_Task item_
Copy, from the material below, each line where "const" shows up.

_The input_

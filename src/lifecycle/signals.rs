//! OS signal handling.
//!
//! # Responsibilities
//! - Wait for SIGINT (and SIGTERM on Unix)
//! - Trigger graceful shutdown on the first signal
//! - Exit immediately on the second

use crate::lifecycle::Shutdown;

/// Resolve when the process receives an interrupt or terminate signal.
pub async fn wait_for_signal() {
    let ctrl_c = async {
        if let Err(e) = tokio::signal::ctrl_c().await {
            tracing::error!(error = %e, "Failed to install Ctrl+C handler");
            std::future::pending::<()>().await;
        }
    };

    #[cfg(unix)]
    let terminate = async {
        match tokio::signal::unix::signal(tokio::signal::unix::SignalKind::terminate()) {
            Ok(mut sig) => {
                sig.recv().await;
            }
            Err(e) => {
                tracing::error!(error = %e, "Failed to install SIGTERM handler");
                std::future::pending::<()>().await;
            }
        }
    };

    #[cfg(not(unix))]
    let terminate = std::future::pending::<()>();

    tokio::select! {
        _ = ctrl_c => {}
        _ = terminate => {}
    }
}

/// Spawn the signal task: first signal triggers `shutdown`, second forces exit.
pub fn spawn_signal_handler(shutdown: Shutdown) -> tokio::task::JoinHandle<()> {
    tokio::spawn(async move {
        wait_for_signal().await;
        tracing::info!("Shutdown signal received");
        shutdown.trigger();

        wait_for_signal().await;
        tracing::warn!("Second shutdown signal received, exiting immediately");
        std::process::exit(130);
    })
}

* * *

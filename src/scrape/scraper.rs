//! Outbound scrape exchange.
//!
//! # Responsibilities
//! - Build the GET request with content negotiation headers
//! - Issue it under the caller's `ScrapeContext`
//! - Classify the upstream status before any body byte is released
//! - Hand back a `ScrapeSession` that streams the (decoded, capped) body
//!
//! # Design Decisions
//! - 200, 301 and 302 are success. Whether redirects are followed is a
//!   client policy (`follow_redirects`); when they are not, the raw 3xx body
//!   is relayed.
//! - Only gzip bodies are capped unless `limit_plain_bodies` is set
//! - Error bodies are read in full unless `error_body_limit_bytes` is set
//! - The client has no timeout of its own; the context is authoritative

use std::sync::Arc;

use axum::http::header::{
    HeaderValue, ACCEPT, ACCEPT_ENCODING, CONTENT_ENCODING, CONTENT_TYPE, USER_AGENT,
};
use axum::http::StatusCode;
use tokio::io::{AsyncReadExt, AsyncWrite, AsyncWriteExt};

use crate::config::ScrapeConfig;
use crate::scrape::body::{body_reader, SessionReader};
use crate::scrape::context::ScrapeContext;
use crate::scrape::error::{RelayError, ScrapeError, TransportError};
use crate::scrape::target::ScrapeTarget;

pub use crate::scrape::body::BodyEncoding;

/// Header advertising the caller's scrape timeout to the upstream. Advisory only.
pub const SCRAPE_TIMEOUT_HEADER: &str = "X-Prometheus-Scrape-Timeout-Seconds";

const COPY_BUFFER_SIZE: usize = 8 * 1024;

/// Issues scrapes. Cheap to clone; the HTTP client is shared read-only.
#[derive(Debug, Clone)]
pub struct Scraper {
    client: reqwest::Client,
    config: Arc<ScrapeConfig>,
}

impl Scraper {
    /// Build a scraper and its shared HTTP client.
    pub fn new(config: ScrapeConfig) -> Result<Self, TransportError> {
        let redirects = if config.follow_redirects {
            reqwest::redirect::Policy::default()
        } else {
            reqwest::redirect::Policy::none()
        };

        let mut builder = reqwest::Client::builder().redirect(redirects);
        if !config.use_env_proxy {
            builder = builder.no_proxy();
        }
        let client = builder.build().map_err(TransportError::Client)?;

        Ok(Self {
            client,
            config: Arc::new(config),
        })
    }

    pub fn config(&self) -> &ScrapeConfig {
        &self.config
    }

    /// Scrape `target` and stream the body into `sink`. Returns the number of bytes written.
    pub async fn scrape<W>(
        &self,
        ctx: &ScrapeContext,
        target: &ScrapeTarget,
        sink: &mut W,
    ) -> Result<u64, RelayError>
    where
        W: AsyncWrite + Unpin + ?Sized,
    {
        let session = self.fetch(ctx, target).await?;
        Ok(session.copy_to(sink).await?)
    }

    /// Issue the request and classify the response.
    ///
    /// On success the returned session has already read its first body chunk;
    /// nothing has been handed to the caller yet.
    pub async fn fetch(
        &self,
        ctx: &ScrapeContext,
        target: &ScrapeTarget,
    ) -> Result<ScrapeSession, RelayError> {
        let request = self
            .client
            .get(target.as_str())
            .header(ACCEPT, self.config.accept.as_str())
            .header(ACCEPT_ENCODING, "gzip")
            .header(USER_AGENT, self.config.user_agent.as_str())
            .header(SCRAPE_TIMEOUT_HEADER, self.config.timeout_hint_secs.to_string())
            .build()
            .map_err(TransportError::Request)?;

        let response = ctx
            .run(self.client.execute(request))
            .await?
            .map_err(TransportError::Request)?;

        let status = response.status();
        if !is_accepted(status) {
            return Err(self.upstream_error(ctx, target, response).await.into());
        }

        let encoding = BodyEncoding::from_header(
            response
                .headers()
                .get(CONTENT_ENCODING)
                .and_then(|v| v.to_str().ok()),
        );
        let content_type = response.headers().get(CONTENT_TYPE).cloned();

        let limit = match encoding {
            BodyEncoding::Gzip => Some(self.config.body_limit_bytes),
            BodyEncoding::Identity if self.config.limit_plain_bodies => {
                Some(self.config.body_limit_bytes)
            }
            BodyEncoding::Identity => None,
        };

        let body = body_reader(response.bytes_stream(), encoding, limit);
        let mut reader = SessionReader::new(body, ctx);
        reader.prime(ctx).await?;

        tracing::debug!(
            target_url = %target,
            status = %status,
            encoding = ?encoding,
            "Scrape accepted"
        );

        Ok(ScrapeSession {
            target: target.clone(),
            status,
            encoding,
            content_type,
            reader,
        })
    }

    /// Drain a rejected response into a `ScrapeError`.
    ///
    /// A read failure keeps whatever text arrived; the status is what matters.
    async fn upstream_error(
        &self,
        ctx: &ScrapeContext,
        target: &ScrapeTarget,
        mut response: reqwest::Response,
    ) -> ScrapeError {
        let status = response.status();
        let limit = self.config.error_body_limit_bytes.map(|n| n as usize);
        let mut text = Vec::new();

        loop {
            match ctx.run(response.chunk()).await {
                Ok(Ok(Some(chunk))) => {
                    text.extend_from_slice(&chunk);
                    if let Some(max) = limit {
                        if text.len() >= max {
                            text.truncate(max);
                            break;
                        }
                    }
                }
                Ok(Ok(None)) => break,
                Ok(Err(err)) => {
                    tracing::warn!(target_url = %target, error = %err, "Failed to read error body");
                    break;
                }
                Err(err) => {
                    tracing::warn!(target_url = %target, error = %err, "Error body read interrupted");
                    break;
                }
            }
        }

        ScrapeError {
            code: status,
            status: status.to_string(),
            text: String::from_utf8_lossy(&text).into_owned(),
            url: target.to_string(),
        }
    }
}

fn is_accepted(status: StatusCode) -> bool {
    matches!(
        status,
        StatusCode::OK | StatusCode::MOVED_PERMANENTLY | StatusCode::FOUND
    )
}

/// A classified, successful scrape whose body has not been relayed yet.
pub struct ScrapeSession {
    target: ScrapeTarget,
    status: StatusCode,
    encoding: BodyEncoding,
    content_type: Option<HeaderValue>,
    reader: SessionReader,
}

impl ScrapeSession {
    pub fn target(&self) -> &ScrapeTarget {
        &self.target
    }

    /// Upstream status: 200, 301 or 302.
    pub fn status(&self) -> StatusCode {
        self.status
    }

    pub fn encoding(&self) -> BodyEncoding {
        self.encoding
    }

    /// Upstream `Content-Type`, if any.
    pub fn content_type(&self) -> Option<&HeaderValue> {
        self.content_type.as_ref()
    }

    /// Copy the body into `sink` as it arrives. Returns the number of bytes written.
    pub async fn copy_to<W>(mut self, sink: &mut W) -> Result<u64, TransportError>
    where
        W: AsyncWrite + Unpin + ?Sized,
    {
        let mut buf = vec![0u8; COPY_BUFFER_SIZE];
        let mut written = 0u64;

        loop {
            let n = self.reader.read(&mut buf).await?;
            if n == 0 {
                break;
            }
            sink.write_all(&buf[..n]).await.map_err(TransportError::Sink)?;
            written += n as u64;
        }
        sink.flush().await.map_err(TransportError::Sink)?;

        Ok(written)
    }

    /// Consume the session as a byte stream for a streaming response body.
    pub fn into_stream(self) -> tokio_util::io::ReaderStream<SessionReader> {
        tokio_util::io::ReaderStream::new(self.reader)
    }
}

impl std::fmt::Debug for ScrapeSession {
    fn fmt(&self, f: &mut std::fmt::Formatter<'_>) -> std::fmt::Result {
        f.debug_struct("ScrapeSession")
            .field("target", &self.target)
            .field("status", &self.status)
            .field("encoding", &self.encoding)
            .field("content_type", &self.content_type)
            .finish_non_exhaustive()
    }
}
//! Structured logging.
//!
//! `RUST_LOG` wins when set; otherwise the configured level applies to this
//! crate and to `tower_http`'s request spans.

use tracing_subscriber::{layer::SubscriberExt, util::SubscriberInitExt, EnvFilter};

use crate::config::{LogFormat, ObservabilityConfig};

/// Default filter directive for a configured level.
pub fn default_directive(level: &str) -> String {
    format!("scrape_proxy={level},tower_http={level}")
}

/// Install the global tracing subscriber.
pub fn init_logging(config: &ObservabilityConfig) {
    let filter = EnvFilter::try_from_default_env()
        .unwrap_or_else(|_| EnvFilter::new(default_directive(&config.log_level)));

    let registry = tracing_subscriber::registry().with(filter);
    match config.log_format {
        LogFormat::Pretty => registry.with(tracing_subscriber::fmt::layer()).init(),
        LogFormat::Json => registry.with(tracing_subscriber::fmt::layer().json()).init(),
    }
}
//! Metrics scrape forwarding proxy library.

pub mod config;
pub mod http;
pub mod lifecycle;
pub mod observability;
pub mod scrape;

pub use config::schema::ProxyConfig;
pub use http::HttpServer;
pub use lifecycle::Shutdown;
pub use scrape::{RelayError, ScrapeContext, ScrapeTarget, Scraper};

---

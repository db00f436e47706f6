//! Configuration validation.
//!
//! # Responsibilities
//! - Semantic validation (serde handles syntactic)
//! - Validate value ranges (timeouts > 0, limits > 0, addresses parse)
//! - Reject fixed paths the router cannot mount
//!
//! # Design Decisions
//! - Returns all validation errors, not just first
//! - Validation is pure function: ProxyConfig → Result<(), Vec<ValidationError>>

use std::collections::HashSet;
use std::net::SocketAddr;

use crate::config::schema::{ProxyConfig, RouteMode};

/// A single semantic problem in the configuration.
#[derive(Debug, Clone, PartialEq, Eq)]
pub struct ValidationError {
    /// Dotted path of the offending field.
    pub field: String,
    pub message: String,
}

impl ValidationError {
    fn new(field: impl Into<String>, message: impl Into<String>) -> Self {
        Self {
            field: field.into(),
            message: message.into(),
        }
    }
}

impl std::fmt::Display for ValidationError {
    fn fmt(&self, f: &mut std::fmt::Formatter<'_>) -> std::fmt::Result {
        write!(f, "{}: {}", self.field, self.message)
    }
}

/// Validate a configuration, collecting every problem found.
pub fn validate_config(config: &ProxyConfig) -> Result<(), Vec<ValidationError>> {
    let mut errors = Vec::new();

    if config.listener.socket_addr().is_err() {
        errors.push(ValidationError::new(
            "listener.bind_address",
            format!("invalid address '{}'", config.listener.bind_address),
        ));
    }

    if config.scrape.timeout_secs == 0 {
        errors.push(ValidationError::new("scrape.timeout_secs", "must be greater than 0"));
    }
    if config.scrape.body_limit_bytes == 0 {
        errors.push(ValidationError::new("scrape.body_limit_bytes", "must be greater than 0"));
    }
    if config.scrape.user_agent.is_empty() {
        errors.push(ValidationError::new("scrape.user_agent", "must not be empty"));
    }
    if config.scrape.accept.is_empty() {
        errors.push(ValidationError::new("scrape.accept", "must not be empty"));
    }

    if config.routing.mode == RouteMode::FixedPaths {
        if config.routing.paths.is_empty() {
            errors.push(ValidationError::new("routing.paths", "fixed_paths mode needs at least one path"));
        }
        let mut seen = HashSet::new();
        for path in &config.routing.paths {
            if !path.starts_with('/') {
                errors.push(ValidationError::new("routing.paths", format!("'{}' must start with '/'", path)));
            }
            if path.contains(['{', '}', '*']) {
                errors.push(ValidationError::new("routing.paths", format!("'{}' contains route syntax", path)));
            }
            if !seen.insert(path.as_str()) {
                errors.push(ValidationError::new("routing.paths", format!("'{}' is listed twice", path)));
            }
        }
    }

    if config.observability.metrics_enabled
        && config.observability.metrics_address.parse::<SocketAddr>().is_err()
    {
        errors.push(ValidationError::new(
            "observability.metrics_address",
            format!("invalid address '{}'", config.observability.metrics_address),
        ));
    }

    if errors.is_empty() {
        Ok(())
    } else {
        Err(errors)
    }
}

_Task solution_
pub const SCRAPE_TIMEOUT_HEADER: &str = "X-Prometheus-Scrape-Timeout-Seconds";
const COPY_BUFFER_SIZE: usize = 8 * 1024;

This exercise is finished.